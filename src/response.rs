//! Response framing.
//!
//! Two shapes exist: text/metadata records (newline- or tab-delimited
//! `key=value` lines) and streamed binary payloads. Headers are only emitted
//! on an interactive transport, and a content-disposition line only when a
//! full object is being transferred. Binary payloads move through a bounded
//! intermediate buffer in fixed-size chunks, so transfer size is not bounded
//! by process memory.
//!
//! Once the first response byte is out the protocol cannot downgrade to an
//! error; the dispatcher consults [`ResponseWriter::committed`] to decide
//! whether a failure may still be reported.

use crate::error::Result;
use tokio::io::{AsyncRead, AsyncReadExt, AsyncWrite, AsyncWriteExt};

/// Fixed chunk size for streamed binary transfers.
pub const IO_CHUNK: usize = 64 * 1024;

/// Frames one request's response onto its output stream.
pub struct ResponseWriter<W> {
    out: W,
    interactive: bool,
    committed: bool,
}

impl<W: AsyncWrite + Unpin + Send> ResponseWriter<W> {
    pub fn new(out: W, interactive: bool) -> Self {
        Self {
            out,
            interactive,
            committed: false,
        }
    }

    /// True once any response byte (header or body) has been written.
    pub fn committed(&self) -> bool {
        self.committed
    }

    async fn begin(&mut self, content_type: &str, attachment: Option<&str>) -> Result<()> {
        if self.interactive {
            if let Some(filename) = attachment {
                self.out
                    .write_all(
                        format!(
                            "Content-Disposition: attachment; filename=\"{}\"\r\n",
                            filename
                        )
                        .as_bytes(),
                    )
                    .await?;
            }
            self.out
                .write_all(format!("Content-Type: {}\r\n\r\n", content_type).as_bytes())
                .await?;
        }
        self.committed = true;
        Ok(())
    }

    /// Start a text/metadata response.
    pub async fn begin_text(&mut self) -> Result<()> {
        self.begin("text/plain", None).await
    }

    /// Start a markup response.
    pub async fn begin_xml(&mut self) -> Result<()> {
        self.begin("text/xml", None).await
    }

    /// Start a binary response. `attachment` carries the filename for the
    /// disposition header; pass it only for full-object transfers on an
    /// interactive transport (it is ignored otherwise).
    pub async fn begin_binary(&mut self, attachment: Option<&str>) -> Result<()> {
        self.begin("application/octet-stream", attachment).await
    }

    /// Emit one record line.
    pub async fn line(&mut self, record: &str) -> Result<()> {
        self.committed = true;
        self.out.write_all(record.as_bytes()).await?;
        self.out.write_all(b"\n").await?;
        Ok(())
    }

    /// Emit raw payload bytes.
    pub async fn write_all(&mut self, bytes: &[u8]) -> Result<()> {
        self.committed = true;
        self.out.write_all(bytes).await?;
        Ok(())
    }

    /// Copy up to `limit` bytes from `reader` in fixed-size chunks.
    /// Returns the number of bytes actually moved.
    pub async fn stream_from<R>(&mut self, reader: &mut R, limit: u64) -> Result<u64>
    where
        R: AsyncRead + Unpin + ?Sized,
    {
        self.committed = true;
        let mut buf = vec![0u8; IO_CHUNK];
        let mut moved: u64 = 0;
        while moved < limit {
            let want = ((limit - moved) as usize).min(IO_CHUNK);
            let got = reader.read(&mut buf[..want]).await?;
            if got == 0 {
                break;
            }
            self.out.write_all(&buf[..got]).await?;
            moved += got as u64;
        }
        Ok(moved)
    }

    /// The underlying sink, for engine-driven streaming. Callers must have
    /// begun a binary response first.
    pub fn sink(&mut self) -> &mut W {
        self.committed = true;
        &mut self.out
    }

    pub async fn flush(&mut self) -> Result<()> {
        self.out.flush().await?;
        Ok(())
    }
}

+===+

• Task requirements: Taking the entries from their first line through the line with "only when a", inclusive, restate each line word for word and give nothing else.

• Response below:
filename src/response.rs
//! Response framing.
//!
//! Two shapes exist: text/metadata records (newline- or tab-delimited
//! `key=value` lines) and streamed binary payloads. Headers are only emitted
//! on an interactive transport, and a content-disposition line only when a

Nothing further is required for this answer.